Сатира, комедия не могли не вооружиться против явления, завещанного древнею Россиею и против которого новая истощалась в бесплодных протестах против неправды, недобросовестности суда, против людей, которые для спокойствия, чести, имущества граждан были так же вредны, как и разбойники. «Статное ли это дело, чтоб я дочь свою выдала за ябедника», – говорит жена в комедии «Чудовищи». Муж отвечает ей: «Мы люди разоренные, да ежели этакова человека у нас в родне не будет, так мы и совсем пропадем». Муж с женою поспорили, и жена дала сожителю своему пощечину. Вследствие этого является на сцену суд. Мы видели, как граф Петр Шувалов жаловался на множество комиссий, которые тянулись бесконечно. Сумароков подсмеивается над этими комиссиями: дама, давшая мужу пощечину, называет суд «пощечинною комиссиею». Состав суда характеризуется в разговоре между судьями. «Я не знаю, – говорит один судья другому, – сильны ли вы в делах приказных, а я все служил в солдатстве и в приказ посажен недавно; так я в делах-то не очень еще силен, разве вы в них знающи?» Товарищ отвечает: «Я век свой изжил в приказах; только без этакова человека, каков наш протоколист, и я ничего не сделаю, это не судейская должность, чтоб знать права. Наше дело оговаривать и вершить дела; знать права – то дело секретарское». Судья, весь век изживший в приказах, показывает, однако, свою опытность, находит разноречие в показаниях истца, который один раз сказал, что жена дала ему пощечину, в другой раз сказал, что оплеуху. Защитник истца, ябедник Хабзей, говорит судье: «В этом разнствия не имеется: понеже оплеуха и пощечина так, как поместье и вотчина, за едино приемлются». В комедии «Тресотиниус» подьячий говорит офицеру Брамарбасу: «Я слышал, что у вашего благородия из вотчин приехали». Брамарбас: «А тебе что до того дело?» Подьячий: «Я слышал, что и запасу к вашей милости понавезли. Не имеется ли и для нашего брата; а у меня жена родила». Брамарбас: «Когда вы рождаетесь, так радоваться нечему». Подьячий: «Я это заявлю и буду на вас бить челом: так ты мне заплатишь бесчестье». Брамарбас: «Сержант, арестуй!» Подьячий: «Как, арестовать? Приказного служителя? Нас и в приказах не арестуют, и весь нам штраф только в том, что нас на цепь сажают. А ты это в противность правам делаешь». Брамарбас указывает на свою шпагу: «Вот право офицерское!» Подьячий, указав на свое перо: «Это хоть и не так остро, однако иногда колет сильнее и шпаги».
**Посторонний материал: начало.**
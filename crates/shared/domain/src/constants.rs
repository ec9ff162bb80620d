//! Shared constants for API tags and couple-site defaults.

/// OpenAPI tag for system endpoints.
pub const SYSTEM_TAG: &str = "System";
/// OpenAPI tag for authentication endpoints.
pub const AUTH_TAG: &str = "Auth";
/// OpenAPI tag for the anniversary countdown endpoint.
pub const ANNIVERSARY_TAG: &str = "Anniversary";
/// OpenAPI tag for timeline endpoints.
pub const TIMELINE_TAG: &str = "Timeline";
/// OpenAPI tag for photo gallery endpoints.
pub const GALLERY_TAG: &str = "Gallery";
/// OpenAPI tag for shared notes endpoints.
pub const NOTES_TAG: &str = "Notes";
/// OpenAPI tag for settings endpoints.
pub const SETTINGS_TAG: &str = "Settings";

/// Anniversary date used when no settings record exists yet.
pub const DEFAULT_ANNIVERSARY_DATE: &str = "2021-08-15";

/// Message shown on the anniversary day when none is configured.
pub const DEFAULT_ANNIVERSARY_MESSAGE: &str = "Today marks another beautiful year of our \
    journey together. Every moment with you has been a blessing. Here's to many more years \
    of love, laughter, and creating precious memories.";
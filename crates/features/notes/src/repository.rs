use crate::error::NotesError;
use crate::model::Note;
use amora_database::{Database, DatabaseError};
use amora_kernel::prelude::ResourceGuard;
use amora_kernel::safe_nanoid;
use chrono::Utc;

const TABLE: &str = "note";
const FIELDS: &str = "record::id(id) AS id, content, author, createdAt";

#[derive(Debug)]
pub(crate) struct NotesRepository {
    db: Database,
}

impl NotesRepository {
    pub(crate) const fn new(db: Database) -> Self {
        Self { db }
    }

    /// Lists all notes, most recent first.
    pub(crate) async fn list(&self) -> Result<Vec<Note>, NotesError> {
        let notes = self
            .db
            .query(format!("SELECT {FIELDS} FROM {TABLE} ORDER BY createdAt DESC"))
            .await
            .map_err(DatabaseError::from)?
            .take::<Vec<Note>>(0)
            .map_err(DatabaseError::from)?;

        Ok(notes)
    }

    pub(crate) async fn create(&self, content: String, author: &str) -> Result<Note, NotesError> {
        let note = Note {
            id: safe_nanoid!(),
            content,
            author: author.to_owned(),
            created_at: Utc::now().to_rfc3339(),
        };

        self.db
            .query(format!(
                "CREATE type::thing('{TABLE}', $id) SET content = $content, author = $author, \
                 createdAt = $created_at"
            ))
            .bind(("id", note.id.clone()))
            .bind(("content", note.content.clone()))
            .bind(("author", note.author.clone()))
            .bind(("created_at", note.created_at.clone()))
            .await
            .map_err(DatabaseError::from)?
            .check()
            .map_err(DatabaseError::from)?;

        Ok(note)
    }

    /// Replaces the note's content. `None` means the note does not exist.
    pub(crate) async fn update(&self, id: &str, content: String) -> Result<Option<Note>, NotesError> {
        let key = ResourceGuard::verify(id, TABLE)?;

        let note = self
            .db
            .query(format!("UPDATE type::thing('{TABLE}', $id) SET content = $content"))
            .query(format!("SELECT {FIELDS} FROM type::thing('{TABLE}', $id)"))
            .bind(("id", key))
            .bind(("content", content))
            .await
            .map_err(DatabaseError::from)?
            .take::<Vec<Note>>(1)
            .map_err(DatabaseError::from)?
            .into_iter()
            .next();

        Ok(note)
    }

    /// Deletes the note; `false` means it did not exist.
    pub(crate) async fn delete(&self, id: &str) -> Result<bool, NotesError> {
        let key = ResourceGuard::verify(id, TABLE)?;

        let existing = self
            .db
            .query(format!("SELECT VALUE record::id(id) FROM type::thing('{TABLE}', $id)"))
            .query(format!("DELETE type::thing('{TABLE}', $id)"))
            .bind(("id", key))
            .await
            .map_err(DatabaseError::from)?
            .take::<Vec<String>>(0)
            .map_err(DatabaseError::from)?;

        Ok(!existing.is_empty())
    }
}
use amora_database::Database;
use amora_domain::config::{ApiConfig, PasskeyEntry};
use amora_kernel::prelude::ApiState;
use axum::Router;
use axum::body::Body;
use axum::http::{Method, Request, StatusCode, header};
use serde_json::{Value, json};
use tower::ServiceExt;

async fn test_app(db_name: &str) -> (Router, String) {
    let mut config = ApiConfig::default();
    config.security.passkeys.push(PasskeyEntry {
        passkey: "love2023".to_owned(),
        username: "aviral".to_owned(),
    });

    let database = Database::builder()
        .url("mem://")
        .session("amora", db_name)
        .init()
        .await
        .expect("in-memory database");

    let identity = amora_identity::init(&config).expect("identity slice");
    let settings = amora_settings::init(database.clone());

    let state = ApiState::builder()
        .config(config)
        .db(database)
        .register_slice(identity)
        .register_slice(settings)
        .build()
        .expect("api state");

    let (app, _docs) = amora_identity::router().merge(amora_settings::router()).split_for_parts();
    let app = app.with_state(state);

    let login = request(Method::POST, "/auth/login", None, Some(json!({ "passkey": "love2023" })));
    let response = app.clone().oneshot(login).await.expect("login response");
    assert_eq!(response.status(), StatusCode::OK);
    let token = body_json(response).await["token"].as_str().expect("token").to_owned();

    (app, token)
}

fn request(method: Method, uri: &str, token: Option<&str>, body: Option<Value>) -> Request<Body> {
    let mut builder = Request::builder().method(method).uri(uri);
    if let Some(token) = token {
        builder = builder.header(header::AUTHORIZATION, format!("Bearer {token}"));
    }
    match body {
        Some(body) => builder
            .header(header::CONTENT_TYPE, "application/json")
            .body(Body::from(body.to_string()))
            .expect("request"),
        None => builder.body(Body::empty()).expect("request"),
    }
}

async fn body_json(response: axum::response::Response) -> Value {
    let bytes = axum::body::to_bytes(response.into_body(), usize::MAX).await.expect("body");
    serde_json::from_slice(&bytes).expect("json body")
}

#[tokio::test]
async fn first_read_creates_defaults() {
    let (app, token) = test_app("settings_defaults").await;

    let response =
        app.oneshot(request(Method::GET, "/settings", Some(&token), None)).await.expect("response");
    assert_eq!(response.status(), StatusCode::OK);

    let body = body_json(response).await;
    assert_eq!(body["anniversaryDate"], "2021-08-15");
    assert!(body["anniversaryMessage"].as_str().is_some_and(|m| !m.is_empty()));
    assert!(body["birthdayDate"].is_null());
}

#[tokio::test]
async fn partial_update_merges() {
    let (app, token) = test_app("settings_merge").await;

    let response = app
        .clone()
        .oneshot(request(
            Method::PUT,
            "/settings",
            Some(&token),
            Some(json!({ "birthdayDate": "1999-03-22" })),
        ))
        .await
        .expect("response");
    assert_eq!(response.status(), StatusCode::OK);

    let body = body_json(response).await;
    assert_eq!(body["birthdayDate"], "1999-03-22");
    // Untouched fields keep their defaults.
    assert_eq!(body["anniversaryDate"], "2021-08-15");

    // A later update does not clobber the earlier one.
    let response = app
        .clone()
        .oneshot(request(
            Method::PUT,
            "/settings",
            Some(&token),
            Some(json!({ "anniversaryDate": "2020-02-29" })),
        ))
        .await
        .expect("response");
    let body = body_json(response).await;
    assert_eq!(body["anniversaryDate"], "2020-02-29");
    assert_eq!(body["birthdayDate"], "1999-03-22");
}

#[tokio::test]
async fn malformed_dates_are_rejected() {
    let (app, token) = test_app("settings_validation").await;

    let response = app
        .oneshot(request(
            Method::PUT,
            "/settings",
            Some(&token),
            Some(json!({ "anniversaryDate": "15-08-2021" })),
        ))
        .await
        .expect("response");
    assert_eq!(response.status(), StatusCode::BAD_REQUEST);
}

#[tokio::test]
async fn settings_require_a_session() {
    let (app, _token) = test_app("settings_auth").await;

    let response =
        app.oneshot(request(Method::GET, "/settings", None, None)).await.expect("response");
    assert_eq!(response.status(), StatusCode::UNAUTHORIZED);
}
Литературные занятия Сумароков считал своею службою. Так, он писал императрице: «Вашего императ. величества человеколюбие и милосердие отъемлют мою робость пасть к стопам вашего императ. величества и всенижайше просить о всемилостивейшем помиловании. Я девятый месяц по чину моему не получаю заслуженного жалованья от Штатс-конторы, и как я, так и жена моя почти все уже свои вещи заложили, не имея, кроме жалованья, никакого дохода, ибо я деревень не имею и должен жить только тем, что я своим чином и трудами имею, трудяся, сколько сил моих есть, по стихотворству и театру. Я в таких упражнениях не имею ни минуты подумать о своих домашних делах. Дети мои должны пребывать в невежестве от недостатков моих, а я терять время напрасно, которое мне потребно для услуг вашему императ. величеству в рассуждении трудов моих к увеселению двора, к чему я все силы прилагаю и всею жизнью моею с младенчества на стихотворство и на театральные сочинения положился, хотя между тем и другие не в должности, и многие лета был при делах лейб-компании, которые правлены мною беспорочно; свидетель тому его сиятельство граф Алексей Григорьевич (Разумовский), который вашему императ. величеству о моей прилежности и беспорочности всеконечно представить может. Труды мои, всемилостивейшая государыня, сколько мне известно, по стихотворству и драмам не отставали от моего в исполнении желания, и сочинениями своими я российскому языку никакого бесславия не принесу, и, покамест не совсем утухнут мысли мои, я в оных к увеселению вашего величества и впредь упражняться всем сердцем готов».